ALBANY (Dec. 23) – Behind a career-high 25 points from local freshman Joe Cremo, the Albany Great Danes went into their Christmas break with a 65-56 win. Now 9-4 on the season, the Great Danes have two more non-conference tune-ups before getting back to the work of defending their America East crown.
Of course, if Niagara could just have deleted the middle of the game—the four-minute first half scoring drought, the eight consecutive scoring possessions by Albany, the three points the Purple Eagles scored in the first eight minutes of the second half—it was a pretty good game for them.
But every minute counts, and Niagara’s ability to play hard—and Albany’s slow start and slow finish—doesn’t change the fact that the game was a bit of a struggle for Chris Casey’s squad.
With high expectations, Albany is a work in progress
Perhaps it was the cold that left his voice raspy and his energy ebbing, but Will Brown was muted in his press conference. He raised concerns about his team’s slow start and inability to put away the Purple Eagles after leading by as many as 18 points.
With a bit over 10 minutes left, Niagara cut into that lead by 10 points, forcing four turnovers and finding a scoring spurt from Emile Blackman and Dominic Robb. Chris Casey’s team would get no closer, but it was a point of concern after the game.
“We’re figuring out who the heck we’re gonna be,” Brown said. “We haven’t had Travis Charles, Ray [Sanders] was a game time decision. I’d like to have a couple of games where we have this entire group together, heading into conference play – healthy, playing together, so we can play the way we want to play. We’re not getting a lot of scoring up front, Travis helps us with that and he hasn’t been available. While we’re trying to do that we are winning games, and that helps.”
“We have not progressed at the rate that I hoped we would. For us to be playing the way we’re playing and be 9-4… We haven’t played good basketball at all.”

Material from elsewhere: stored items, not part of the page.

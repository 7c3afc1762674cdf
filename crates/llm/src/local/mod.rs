//! Local `AgentAdapter` implementations: providers running on localhost or
//! local networks. No API keys required.
//!
//! - **Ollama** - popular local LLM runner with wide model support

pub mod ollama;

pub use ollama::OllamaAdapter;
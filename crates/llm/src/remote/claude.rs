//! Anthropic Claude adapter: a remote `AgentAdapter` backed by the Messages
//! API. The adapter asks the model to respond with a single JSON object
//! shaped for the requested action and parses that object back into the
//! corresponding `AdapterOutput` variant.

use crate::adapter::{
    AdapterOutput, AgentAction, AgentAdapter, AgentContext, AgentResult, AtomizerOutput, PlanOutput,
};
use crate::config::RemoteLlmConfig;
use crate::error::{LlmError, Result};
use async_trait::async_trait;
use reqwest::Client;
use serde::{Deserialize, Serialize};
use serde_json::Value;
use taskgraph_core::TaskNode;

const ANTHROPIC_VERSION: &str = "2023-06-01";

/// Anthropic Claude adapter (Claude 3 Opus/Sonnet/Haiku, 3.5 Sonnet, ...).
#[derive(Clone)]
pub struct ClaudeAdapter {
    config: RemoteLlmConfig,
    client: Client,
}

impl ClaudeAdapter {
    pub fn new(config: RemoteLlmConfig) -> Self {
        let client = Client::builder()
            .timeout(config.timeout)
            .build()
            .expect("failed to build HTTP client");
        Self { config, client }
    }

    fn system_prompt(&self, action: AgentAction) -> &'static str {
        match action {
            AgentAction::Plan | AgentAction::ModifyPlan => {
                "You are a planning agent in a hierarchical task orchestrator. \
                 Respond with a single JSON object: \
                 {\"sub_tasks\": [{\"goal\": str, \"task_type\": \"SEARCH\"|\"THINK\"|\"WRITE\"|\"AGGREGATE\", \
                 \"node_type\": \"PLAN\"|\"EXECUTE\"|\"AGGREGATE\", \"depends_on_indices\": [int]}], \"notes\": str|null}. \
                 No prose outside the JSON object."
            }
            AgentAction::Execute => {
                "You are an execution agent in a hierarchical task orchestrator. \
                 Respond with a single JSON object: {\"result\": <any JSON value>, \"summary\": str|null}. \
                 No prose outside the JSON object."
            }
            AgentAction::Aggregate => {
                "You are an aggregation agent in a hierarchical task orchestrator, combining \
                 the results of completed sub-tasks into a single answer for the parent goal. \
                 Respond with a single JSON object: {\"result\": <any JSON value>, \"summary\": str|null}. \
                 No prose outside the JSON object."
            }
            AgentAction::Atomize => {
                "You are an atomizer deciding whether a task is simple enough to execute directly \
                 or needs to be broken into sub-tasks. Respond with a single JSON object: \
                 {\"should_plan\": bool, \"reasoning\": str|null}. No prose outside the JSON object."
            }
        }
    }

    fn user_prompt(&self, node: &TaskNode, context: &AgentContext) -> String {
        format!(
            "Goal: {}\n\nContext:\n{}",
            node.goal, context.formatted_context
        )
    }

    fn parse_output(action: AgentAction, text: &str) -> Result<AdapterOutput> {
        let value: Value = serde_json::from_str(text.trim())
            .map_err(|e| LlmError::InvalidResponse(format!("not valid JSON: {e}")))?;
        match action {
            AgentAction::Plan | AgentAction::ModifyPlan => {
                let plan: PlanOutput = serde_json::from_value(value)
                    .map_err(|e| LlmError::InvalidResponse(format!("bad plan output: {e}")))?;
                Ok(AdapterOutput::Plan(plan))
            }
            AgentAction::Atomize => {
                let atomizer: AtomizerOutput = serde_json::from_value(value)
                    .map_err(|e| LlmError::InvalidResponse(format!("bad atomizer output: {e}")))?;
                Ok(AdapterOutput::Atomizer(atomizer))
            }
            AgentAction::Execute | AgentAction::Aggregate => {
                let result: AgentResult = serde_json::from_value(value)
                    .map_err(|e| LlmError::InvalidResponse(format!("bad result output: {e}")))?;
                Ok(AdapterOutput::Result(result))
            }
        }
    }
}

#[async_trait]
impl AgentAdapter for ClaudeAdapter {
    fn name(&self) -> &str {
        "claude"
    }

    async fn process(
        &self,
        node: &TaskNode,
        action: AgentAction,
        context: &AgentContext,
    ) -> Result<AdapterOutput> {
        let url = format!("{}/v1/messages", self.config.base_url);

        let req_body = ClaudeRequest {
            model: self.config.model.clone(),
            system: self.system_prompt(action).to_string(),
            messages: vec![ClaudeMessage {
                role: "user".to_string(),
                content: self.user_prompt(node, context),
            }],
            max_tokens: 4096,
            stream: false,
        };

        let response = self
            .client
            .post(&url)
            .header("x-api-key", &self.config.api_key)
            .header("anthropic-version", ANTHROPIC_VERSION)
            .header("content-type", "application/json")
            .json(&req_body)
            .send()
            .await
            .map_err(LlmError::HttpError)?;

        if !response.status().is_success() {
            let status = response.status();
            let error_text = response.text().await.unwrap_or_default();
            return Err(if status.as_u16() == 401 {
                LlmError::AuthenticationError(error_text)
            } else if status.as_u16() == 429 {
                LlmError::RateLimitExceeded(error_text)
            } else {
                LlmError::ProviderError(format!("Claude API error {status}: {error_text}"))
            });
        }

        let claude_resp: ClaudeResponse = response
            .json()
            .await
            .map_err(|e| LlmError::InvalidResponse(e.to_string()))?;

        let text = claude_resp
            .content
            .iter()
            .filter_map(|c| c.text.as_deref())
            .collect::<Vec<_>>()
            .join("");

        Self::parse_output(action, &text)
    }
}

#[derive(Debug, Serialize)]
struct ClaudeRequest {
    model: String,
    system: String,
    messages: Vec<ClaudeMessage>,
    max_tokens: usize,
    stream: bool,
}

#[derive(Debug, Serialize, Deserialize)]
struct ClaudeMessage {
    role: String,
    content: String,
}

#[derive(Debug, Deserialize)]
struct ClaudeResponse {
    content: Vec<ClaudeContent>,
}

#[derive(Debug, Deserialize)]
struct ClaudeContent {
    #[serde(default)]
    text: Option<String>,
}

#[cfg(test)]
mod tests {
    use super::*;

    #[test]
    fn client_creation() {
        let config = RemoteLlmConfig::new(
            "test-key",
            "https://api.anthropic.com",
            "claude-3-opus-20240229",
        );
        let _adapter = ClaudeAdapter::new(config);
    }

    #[test]
    fn parse_execute_output() {
        let out = ClaudeAdapter::parse_output(
            AgentAction::Execute,
            r#"{"result": {"answer": 42}, "summary": "computed the answer"}"#,
        )
        .unwrap();
        match out {
            AdapterOutput::Result(r) => assert_eq!(r.result["answer"], 42),
            _ => panic!("expected AdapterOutput::Result"),
        }
    }

    #[test]
    fn parse_plan_output() {
        let out = ClaudeAdapter::parse_output(
            AgentAction::Plan,
            r#"{"sub_tasks": [{"goal": "step one", "task_type": "THINK", "node_type": "EXECUTE", "depends_on_indices": []}]}"#,
        )
        .unwrap();
        match out {
            AdapterOutput::Plan(p) => assert_eq!(p.sub_tasks.len(), 1),
            _ => panic!("expected AdapterOutput::Plan"),
        }
    }
}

The Niagara scoring struggle
For Niagara, the struggle continues to be real. Often frustrated, the Purple Eagles couldn’t find a way to the free throw line despite Cameron Fowler’s attempt to push the pace after Albany makes, despite Emile Blackman’s daredevil drives into the deep woods of the Great Dane defense, despite attempts to get touches to Ali Tew and Marvin Prochet.
Matt Scott was hot early, scoring the first eight points for Niagara, who looked poised to take down Albany for the second year in a row.
But then he was shut down for the rest of the game, scoring two of his three second-half points at the line with 23 seconds left and the game well in hand.
Part of that was Joe Cremo’s defense and Albany paying attention to him, but Niagara coach Chris Casey thought it wasn’t more than just missing shots.
“I don’t know that they geared the defense to stop him in the second half,” Casey said. “I think Matt maybe just missed a couple of shots. I thought he had a couple of plays he normally makes that he didn’t make, but they are very good defensively so it doesn’t surprise me.”
Niagara’s style – driving to the basket off the dribble with few reliable shooters to stretch the floor and keep defenses from packing in the defense – led to challenged layups at the rim and frustration. The team has one of the highest turnover rates in Division I— 22.3% of their possessions—and only shoot 28% outside the arc.
They continue to believe in their style, their effort, and the growth that comes with familiarity over a long season.
“I thought we played extremely hard,” Casey said, “as we always do. We’re in the throes of learning how to play together with a nine new guys, learning how to make less mistakes. We have to get to the point where we make two, three less mistakes and finish two, three more plays on the offensive end, and the single digit losses become wins.”
The Joe Cremo show
Albany has some depth. But they also have an unheralded star.
While Peter Hooley struggled mightily from the field, going 2-10 and showing hesitation on his outside shots, the Great Danes found an inside outside combination from the bench in Richard Peters and Joe Cremo.
Ok, really, This was the Joe Cremo show. Cremo scored a career-high 25 points, looking unstoppable at times – a reverse layup in traffic? Challenged threes? Drawing a foul when he pushed off? Superstar play (and treatment) for the freshman.
“I’m not trying to force anything,” Cremo said about his scoring outburst. “I’ve never been that way. Coach, these guys want me to be aggressive. [But] all my threes came off of passes from my teammates. Give credit where credit is due.”
Cremo, of course, is a gym rat. And his teammates and coach shared stories about his intensity.
“He used to be in the gym three times a day, but it calmed down once the season started,” said guard Evan Singletary.
“[Cremo] has tried to fight everybody on our team in practice,” Albany head coach Will Brown said. “I’ve had one guy in my career as competitive as Joe way back, Levi Levine…. Joe’s cut from the same cloth. When you tell him he’s got to work on this, he will.
“I thought Joe did a good job on Scott, he took that [defensive] challenge head on,” Brown continued. “A guy that puts in as much time as he does into his game as Joe deserves success.”